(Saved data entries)
============================================================
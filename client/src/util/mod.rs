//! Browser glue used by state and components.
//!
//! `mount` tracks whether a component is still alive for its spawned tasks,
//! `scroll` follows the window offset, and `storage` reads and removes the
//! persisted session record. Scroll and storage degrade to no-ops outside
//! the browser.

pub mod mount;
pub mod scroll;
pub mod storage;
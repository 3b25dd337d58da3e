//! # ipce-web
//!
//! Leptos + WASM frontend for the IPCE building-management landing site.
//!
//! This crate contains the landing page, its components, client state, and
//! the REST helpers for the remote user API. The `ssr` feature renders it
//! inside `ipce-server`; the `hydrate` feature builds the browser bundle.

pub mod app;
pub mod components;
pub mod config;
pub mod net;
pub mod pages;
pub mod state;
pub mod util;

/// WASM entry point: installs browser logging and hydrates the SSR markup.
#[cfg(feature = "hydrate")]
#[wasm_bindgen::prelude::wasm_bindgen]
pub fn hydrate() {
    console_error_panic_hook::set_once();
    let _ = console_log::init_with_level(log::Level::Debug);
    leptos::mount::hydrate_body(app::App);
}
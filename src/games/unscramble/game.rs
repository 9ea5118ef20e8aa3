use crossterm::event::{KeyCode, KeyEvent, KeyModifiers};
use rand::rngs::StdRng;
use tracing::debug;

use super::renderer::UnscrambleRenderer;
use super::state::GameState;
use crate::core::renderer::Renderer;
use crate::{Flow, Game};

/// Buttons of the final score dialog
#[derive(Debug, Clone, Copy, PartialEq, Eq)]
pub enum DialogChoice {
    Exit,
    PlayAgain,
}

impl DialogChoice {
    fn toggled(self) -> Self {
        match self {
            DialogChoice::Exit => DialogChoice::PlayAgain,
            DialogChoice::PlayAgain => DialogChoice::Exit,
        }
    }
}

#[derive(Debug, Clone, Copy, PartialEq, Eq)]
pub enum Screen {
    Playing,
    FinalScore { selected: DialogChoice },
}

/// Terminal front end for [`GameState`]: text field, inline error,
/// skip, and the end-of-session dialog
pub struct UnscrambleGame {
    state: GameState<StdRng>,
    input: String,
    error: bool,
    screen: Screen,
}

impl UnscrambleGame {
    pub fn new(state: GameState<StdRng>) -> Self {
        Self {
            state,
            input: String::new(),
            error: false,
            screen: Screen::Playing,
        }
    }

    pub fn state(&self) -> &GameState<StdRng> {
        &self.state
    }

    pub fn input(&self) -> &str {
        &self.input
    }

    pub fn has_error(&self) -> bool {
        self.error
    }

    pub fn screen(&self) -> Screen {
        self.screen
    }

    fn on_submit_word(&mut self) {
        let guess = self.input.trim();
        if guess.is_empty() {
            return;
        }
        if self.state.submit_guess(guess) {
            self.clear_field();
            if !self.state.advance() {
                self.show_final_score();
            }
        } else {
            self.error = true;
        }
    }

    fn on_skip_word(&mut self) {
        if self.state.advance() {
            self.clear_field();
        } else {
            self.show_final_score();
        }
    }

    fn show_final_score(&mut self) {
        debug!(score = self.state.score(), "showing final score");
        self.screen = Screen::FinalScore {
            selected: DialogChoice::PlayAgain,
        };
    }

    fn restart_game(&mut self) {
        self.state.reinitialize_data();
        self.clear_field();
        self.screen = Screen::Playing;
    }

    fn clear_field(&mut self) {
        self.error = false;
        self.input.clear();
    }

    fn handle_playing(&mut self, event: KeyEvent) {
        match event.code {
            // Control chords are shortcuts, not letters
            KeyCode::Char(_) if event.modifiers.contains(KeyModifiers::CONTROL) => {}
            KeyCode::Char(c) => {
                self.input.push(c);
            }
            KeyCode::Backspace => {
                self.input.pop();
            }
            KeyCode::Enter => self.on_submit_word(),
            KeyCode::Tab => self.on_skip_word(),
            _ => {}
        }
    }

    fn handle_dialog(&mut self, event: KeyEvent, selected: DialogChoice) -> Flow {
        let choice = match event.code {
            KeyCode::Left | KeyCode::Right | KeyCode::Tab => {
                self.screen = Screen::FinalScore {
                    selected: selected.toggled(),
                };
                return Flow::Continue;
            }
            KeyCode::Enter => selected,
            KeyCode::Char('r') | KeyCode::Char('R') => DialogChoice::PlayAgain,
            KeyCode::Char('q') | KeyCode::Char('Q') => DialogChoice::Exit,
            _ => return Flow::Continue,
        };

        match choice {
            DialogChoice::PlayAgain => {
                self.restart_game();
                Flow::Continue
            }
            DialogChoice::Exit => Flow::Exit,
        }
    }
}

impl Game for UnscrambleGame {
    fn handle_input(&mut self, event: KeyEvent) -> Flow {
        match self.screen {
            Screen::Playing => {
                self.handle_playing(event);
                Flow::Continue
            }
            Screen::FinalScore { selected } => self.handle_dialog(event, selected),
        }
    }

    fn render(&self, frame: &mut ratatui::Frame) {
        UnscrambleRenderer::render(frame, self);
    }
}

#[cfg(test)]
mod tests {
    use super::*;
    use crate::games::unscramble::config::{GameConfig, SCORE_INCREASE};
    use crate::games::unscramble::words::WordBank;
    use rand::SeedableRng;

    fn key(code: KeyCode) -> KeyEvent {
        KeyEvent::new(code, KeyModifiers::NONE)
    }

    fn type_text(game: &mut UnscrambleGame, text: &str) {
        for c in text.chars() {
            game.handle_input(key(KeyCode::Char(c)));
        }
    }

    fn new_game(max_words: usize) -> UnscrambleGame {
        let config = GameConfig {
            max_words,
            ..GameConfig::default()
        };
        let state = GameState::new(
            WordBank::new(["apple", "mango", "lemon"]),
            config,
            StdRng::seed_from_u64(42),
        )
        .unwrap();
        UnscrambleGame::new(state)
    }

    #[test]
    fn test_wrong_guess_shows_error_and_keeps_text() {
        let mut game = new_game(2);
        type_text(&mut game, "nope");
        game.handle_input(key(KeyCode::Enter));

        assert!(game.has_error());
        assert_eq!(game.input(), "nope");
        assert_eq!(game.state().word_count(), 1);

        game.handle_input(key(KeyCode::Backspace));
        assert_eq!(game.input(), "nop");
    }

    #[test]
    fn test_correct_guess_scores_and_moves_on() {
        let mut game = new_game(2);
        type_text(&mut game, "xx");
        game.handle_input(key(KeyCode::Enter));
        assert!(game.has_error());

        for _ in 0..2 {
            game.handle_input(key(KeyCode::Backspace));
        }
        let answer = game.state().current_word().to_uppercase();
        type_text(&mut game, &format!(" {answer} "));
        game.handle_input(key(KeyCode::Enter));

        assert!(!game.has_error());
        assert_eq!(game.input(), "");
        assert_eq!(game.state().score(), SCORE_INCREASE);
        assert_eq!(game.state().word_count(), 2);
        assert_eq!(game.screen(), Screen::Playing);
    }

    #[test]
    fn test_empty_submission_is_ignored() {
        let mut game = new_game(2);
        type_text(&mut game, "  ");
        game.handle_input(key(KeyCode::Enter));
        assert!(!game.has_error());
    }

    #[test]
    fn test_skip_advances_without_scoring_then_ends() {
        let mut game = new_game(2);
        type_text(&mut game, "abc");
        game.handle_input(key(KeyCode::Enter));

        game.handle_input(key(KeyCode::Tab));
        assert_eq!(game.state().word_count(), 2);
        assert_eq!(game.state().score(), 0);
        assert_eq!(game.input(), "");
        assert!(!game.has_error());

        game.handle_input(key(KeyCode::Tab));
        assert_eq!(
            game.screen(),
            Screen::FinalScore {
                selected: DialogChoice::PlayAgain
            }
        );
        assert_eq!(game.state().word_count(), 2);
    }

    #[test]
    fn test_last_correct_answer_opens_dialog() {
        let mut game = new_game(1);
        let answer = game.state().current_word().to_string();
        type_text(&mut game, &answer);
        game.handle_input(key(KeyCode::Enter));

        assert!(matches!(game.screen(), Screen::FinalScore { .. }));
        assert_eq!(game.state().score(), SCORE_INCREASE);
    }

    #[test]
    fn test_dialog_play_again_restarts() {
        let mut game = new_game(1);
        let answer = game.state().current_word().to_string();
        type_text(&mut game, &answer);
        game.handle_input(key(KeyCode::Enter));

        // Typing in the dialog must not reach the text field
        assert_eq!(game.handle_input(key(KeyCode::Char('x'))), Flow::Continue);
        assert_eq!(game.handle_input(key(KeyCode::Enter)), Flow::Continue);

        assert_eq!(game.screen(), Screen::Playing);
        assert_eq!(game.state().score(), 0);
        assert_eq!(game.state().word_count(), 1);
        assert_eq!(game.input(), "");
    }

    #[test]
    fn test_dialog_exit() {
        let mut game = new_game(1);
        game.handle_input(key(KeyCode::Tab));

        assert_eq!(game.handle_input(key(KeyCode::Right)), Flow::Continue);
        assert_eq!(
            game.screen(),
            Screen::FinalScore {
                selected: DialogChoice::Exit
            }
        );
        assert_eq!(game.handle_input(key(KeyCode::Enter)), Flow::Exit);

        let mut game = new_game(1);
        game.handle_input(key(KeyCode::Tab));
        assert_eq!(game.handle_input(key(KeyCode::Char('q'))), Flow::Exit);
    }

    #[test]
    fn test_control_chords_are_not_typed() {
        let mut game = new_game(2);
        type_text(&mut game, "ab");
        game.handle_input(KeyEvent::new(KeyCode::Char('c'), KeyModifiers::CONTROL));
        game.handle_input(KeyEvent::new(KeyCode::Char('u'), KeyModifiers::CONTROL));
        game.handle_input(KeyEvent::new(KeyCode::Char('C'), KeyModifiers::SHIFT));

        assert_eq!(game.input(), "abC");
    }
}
============================================================
For every line of the entries above that holds "components", add one to a tally, and report only the final count.

3